__REQUIREMENT__
When the word "false" shows up in a line of the records below, copy that line.
[[ EXERCISE INPUTS open ]]
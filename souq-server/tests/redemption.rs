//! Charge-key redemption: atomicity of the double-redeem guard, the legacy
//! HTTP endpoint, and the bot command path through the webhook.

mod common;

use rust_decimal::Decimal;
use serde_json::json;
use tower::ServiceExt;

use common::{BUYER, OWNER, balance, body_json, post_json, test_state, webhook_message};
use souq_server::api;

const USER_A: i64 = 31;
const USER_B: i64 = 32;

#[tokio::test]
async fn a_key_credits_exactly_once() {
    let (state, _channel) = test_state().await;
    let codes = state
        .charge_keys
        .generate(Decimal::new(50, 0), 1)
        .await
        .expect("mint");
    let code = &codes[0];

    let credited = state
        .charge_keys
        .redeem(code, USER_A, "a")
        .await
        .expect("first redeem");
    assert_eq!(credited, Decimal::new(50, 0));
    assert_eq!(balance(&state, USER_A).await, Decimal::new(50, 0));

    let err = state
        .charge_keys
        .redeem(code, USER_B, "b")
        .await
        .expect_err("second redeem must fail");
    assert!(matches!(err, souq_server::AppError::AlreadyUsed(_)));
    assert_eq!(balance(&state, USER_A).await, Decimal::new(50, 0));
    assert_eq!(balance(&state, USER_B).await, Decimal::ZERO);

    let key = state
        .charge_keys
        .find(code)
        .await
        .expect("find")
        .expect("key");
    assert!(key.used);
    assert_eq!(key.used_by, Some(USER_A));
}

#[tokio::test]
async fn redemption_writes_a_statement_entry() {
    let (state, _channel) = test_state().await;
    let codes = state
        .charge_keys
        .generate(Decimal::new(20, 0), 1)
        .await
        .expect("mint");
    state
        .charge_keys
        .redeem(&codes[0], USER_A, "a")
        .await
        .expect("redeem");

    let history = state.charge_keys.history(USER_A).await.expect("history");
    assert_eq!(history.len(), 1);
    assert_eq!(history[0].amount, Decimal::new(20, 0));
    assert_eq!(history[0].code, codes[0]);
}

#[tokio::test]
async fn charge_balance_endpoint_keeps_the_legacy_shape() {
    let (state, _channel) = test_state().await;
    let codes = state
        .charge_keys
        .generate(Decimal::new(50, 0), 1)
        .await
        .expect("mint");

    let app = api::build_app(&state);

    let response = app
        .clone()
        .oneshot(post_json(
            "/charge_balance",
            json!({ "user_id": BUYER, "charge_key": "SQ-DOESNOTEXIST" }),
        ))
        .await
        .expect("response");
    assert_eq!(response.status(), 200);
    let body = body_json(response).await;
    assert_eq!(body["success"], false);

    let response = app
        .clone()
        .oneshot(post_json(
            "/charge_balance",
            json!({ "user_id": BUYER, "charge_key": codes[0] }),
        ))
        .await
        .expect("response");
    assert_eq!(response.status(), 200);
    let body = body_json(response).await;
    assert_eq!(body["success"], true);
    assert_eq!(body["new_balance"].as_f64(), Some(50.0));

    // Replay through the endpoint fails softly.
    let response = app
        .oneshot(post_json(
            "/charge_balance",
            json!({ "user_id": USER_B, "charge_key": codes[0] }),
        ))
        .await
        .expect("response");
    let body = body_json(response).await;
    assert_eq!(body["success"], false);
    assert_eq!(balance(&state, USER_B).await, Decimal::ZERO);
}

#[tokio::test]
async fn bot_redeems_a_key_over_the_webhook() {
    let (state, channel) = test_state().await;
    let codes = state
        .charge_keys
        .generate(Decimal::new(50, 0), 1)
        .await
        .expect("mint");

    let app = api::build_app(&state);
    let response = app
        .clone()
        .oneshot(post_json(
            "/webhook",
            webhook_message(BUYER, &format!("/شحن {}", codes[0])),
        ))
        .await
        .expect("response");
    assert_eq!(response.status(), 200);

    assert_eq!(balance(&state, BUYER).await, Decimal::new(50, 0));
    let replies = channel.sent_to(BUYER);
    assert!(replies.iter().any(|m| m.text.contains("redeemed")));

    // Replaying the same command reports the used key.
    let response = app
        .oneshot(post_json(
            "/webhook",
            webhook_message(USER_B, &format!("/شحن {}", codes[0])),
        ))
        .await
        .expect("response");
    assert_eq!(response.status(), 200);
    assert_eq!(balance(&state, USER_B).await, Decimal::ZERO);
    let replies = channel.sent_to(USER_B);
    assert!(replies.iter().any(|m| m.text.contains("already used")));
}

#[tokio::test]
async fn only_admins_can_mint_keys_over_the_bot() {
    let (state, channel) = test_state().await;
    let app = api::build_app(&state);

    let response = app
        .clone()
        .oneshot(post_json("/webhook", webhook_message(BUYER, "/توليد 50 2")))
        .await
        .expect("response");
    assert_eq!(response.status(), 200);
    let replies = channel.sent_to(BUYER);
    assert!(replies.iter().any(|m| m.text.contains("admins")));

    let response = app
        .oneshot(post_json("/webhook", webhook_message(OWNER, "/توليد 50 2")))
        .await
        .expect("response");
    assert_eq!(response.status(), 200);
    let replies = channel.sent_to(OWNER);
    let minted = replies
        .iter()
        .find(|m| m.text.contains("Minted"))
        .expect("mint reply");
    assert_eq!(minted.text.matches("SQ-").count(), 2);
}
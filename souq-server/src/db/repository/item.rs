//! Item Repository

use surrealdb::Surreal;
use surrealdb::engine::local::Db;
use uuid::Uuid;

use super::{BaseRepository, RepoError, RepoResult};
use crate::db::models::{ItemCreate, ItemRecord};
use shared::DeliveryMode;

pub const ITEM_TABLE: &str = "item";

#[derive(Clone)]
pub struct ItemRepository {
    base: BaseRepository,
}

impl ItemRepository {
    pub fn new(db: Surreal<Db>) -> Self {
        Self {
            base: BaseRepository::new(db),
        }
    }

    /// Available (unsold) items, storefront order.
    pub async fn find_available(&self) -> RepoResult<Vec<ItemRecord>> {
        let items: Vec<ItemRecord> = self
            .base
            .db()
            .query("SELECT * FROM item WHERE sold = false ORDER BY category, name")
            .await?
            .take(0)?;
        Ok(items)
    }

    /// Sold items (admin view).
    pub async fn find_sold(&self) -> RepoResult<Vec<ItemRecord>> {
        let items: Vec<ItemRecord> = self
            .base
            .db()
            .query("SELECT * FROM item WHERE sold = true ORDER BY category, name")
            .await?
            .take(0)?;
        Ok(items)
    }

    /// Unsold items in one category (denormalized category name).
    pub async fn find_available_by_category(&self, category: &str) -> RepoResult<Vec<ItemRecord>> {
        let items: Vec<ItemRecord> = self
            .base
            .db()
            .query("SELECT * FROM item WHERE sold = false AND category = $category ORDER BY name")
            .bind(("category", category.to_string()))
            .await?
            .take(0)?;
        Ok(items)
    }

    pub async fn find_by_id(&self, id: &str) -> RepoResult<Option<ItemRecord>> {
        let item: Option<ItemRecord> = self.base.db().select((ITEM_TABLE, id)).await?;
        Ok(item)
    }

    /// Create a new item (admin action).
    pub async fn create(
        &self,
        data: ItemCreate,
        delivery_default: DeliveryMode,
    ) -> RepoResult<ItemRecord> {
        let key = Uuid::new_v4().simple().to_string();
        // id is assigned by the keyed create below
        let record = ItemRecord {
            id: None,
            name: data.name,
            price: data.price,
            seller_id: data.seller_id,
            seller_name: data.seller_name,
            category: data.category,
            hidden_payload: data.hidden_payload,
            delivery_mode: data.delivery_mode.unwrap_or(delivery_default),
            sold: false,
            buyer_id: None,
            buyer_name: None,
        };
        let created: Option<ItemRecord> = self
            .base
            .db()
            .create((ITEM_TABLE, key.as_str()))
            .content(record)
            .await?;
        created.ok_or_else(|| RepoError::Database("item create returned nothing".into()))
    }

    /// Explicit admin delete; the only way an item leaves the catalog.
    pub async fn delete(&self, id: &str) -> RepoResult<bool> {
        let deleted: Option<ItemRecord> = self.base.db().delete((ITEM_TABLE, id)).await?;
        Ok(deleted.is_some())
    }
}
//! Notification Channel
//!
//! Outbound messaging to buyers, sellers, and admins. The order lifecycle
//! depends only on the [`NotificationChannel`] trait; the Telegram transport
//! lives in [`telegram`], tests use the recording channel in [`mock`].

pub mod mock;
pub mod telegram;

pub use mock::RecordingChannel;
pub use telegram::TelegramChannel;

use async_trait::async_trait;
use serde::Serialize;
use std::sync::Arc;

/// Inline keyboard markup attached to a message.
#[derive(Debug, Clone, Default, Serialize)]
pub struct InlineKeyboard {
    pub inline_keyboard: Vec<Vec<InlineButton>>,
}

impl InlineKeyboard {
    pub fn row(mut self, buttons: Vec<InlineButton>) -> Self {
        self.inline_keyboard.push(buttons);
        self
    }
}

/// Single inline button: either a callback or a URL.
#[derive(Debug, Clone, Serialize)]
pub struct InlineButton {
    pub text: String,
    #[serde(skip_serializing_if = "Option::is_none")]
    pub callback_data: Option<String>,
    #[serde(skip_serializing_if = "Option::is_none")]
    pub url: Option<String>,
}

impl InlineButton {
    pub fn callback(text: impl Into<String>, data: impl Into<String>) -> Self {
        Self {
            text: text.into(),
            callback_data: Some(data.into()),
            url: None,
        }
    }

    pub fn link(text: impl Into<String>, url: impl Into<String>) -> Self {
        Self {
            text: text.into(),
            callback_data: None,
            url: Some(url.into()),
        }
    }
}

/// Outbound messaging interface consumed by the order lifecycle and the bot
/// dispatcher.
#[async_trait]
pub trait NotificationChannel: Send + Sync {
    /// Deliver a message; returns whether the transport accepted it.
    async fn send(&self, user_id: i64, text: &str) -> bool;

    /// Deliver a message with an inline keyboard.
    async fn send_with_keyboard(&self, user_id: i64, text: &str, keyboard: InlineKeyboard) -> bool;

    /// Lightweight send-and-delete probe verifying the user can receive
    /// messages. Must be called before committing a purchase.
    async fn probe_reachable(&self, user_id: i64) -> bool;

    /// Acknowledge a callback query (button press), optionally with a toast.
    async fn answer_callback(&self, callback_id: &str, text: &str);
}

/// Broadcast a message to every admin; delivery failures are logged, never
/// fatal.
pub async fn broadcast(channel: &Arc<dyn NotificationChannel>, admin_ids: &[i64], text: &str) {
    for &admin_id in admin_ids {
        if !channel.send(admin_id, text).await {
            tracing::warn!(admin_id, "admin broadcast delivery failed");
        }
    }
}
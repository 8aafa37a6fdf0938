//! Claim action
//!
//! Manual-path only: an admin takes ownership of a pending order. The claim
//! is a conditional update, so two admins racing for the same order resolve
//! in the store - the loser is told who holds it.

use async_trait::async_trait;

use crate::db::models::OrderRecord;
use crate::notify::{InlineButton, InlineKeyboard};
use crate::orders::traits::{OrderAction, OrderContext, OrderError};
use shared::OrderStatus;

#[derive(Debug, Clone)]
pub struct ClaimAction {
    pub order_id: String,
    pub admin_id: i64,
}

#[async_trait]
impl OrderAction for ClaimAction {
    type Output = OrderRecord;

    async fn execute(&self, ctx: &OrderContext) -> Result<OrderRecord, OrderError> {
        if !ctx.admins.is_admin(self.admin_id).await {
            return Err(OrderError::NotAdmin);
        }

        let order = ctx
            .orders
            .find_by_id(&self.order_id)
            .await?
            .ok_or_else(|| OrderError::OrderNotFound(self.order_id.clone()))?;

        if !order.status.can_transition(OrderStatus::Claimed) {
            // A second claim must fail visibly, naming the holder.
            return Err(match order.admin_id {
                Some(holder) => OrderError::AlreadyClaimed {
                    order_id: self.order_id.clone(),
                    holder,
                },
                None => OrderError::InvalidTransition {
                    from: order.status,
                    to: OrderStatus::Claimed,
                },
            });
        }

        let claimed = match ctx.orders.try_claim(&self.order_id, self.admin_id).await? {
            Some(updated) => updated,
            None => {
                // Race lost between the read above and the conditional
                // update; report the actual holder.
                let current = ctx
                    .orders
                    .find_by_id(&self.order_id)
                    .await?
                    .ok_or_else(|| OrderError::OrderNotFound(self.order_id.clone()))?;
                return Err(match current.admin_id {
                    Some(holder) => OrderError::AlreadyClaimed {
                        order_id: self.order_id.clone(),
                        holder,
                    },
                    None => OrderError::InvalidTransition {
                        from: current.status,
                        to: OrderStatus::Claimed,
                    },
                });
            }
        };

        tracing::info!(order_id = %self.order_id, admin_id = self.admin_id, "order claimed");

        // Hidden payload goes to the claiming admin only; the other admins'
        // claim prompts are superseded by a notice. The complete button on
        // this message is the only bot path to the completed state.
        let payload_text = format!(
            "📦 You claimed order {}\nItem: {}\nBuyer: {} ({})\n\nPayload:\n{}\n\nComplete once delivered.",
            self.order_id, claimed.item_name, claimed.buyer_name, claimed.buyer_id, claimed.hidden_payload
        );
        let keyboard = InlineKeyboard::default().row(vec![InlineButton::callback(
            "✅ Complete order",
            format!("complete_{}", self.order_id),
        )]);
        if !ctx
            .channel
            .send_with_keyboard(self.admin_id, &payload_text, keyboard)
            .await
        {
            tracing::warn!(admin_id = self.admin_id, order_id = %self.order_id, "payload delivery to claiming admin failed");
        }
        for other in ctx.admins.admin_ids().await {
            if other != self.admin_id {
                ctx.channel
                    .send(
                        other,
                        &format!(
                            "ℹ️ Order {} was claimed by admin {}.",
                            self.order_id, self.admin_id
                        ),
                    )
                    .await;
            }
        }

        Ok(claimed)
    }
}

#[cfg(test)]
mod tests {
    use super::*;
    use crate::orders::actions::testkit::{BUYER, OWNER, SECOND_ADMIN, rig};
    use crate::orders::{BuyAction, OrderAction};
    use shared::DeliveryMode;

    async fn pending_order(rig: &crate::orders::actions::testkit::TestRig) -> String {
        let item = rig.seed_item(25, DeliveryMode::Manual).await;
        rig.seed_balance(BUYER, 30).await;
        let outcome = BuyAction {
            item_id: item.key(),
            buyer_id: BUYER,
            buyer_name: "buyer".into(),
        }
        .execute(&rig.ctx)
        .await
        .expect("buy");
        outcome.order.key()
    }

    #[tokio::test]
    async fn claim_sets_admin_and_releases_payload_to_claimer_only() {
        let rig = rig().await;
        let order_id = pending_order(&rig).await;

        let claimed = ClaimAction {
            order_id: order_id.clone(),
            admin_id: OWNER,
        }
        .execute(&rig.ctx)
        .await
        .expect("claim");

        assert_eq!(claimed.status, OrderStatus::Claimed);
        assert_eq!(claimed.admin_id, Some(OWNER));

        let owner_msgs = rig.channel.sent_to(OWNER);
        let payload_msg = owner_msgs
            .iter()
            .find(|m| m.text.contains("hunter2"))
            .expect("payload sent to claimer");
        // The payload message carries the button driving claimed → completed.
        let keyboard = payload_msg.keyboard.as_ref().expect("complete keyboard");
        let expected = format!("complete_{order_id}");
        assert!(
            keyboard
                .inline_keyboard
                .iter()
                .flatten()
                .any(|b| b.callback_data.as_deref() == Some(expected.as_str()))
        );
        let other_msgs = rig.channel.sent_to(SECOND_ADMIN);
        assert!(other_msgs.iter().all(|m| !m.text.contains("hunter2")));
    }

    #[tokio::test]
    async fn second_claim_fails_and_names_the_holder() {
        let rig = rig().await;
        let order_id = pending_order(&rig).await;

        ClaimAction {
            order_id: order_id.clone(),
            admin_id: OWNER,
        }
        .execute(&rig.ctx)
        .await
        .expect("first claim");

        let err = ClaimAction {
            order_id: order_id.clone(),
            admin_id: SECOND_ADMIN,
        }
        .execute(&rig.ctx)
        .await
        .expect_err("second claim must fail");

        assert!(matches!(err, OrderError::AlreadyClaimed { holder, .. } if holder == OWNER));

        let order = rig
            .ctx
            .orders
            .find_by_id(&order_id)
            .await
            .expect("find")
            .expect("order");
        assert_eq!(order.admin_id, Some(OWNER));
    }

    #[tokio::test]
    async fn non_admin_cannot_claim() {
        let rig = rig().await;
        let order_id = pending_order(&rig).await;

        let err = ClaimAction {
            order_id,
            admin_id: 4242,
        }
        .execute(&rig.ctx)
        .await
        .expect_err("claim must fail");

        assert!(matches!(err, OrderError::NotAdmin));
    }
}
[[ EXERCISE INPUTS closed ]]
__RESPONSE TO THE TASK__
    assert_eq!(body["success"], false);
    assert_eq!(body["success"], false);
            .query("SELECT * FROM item WHERE sold = false ORDER BY category, name")
            .query("SELECT * FROM item WHERE sold = false AND category = $category ORDER BY name")
            sold: false,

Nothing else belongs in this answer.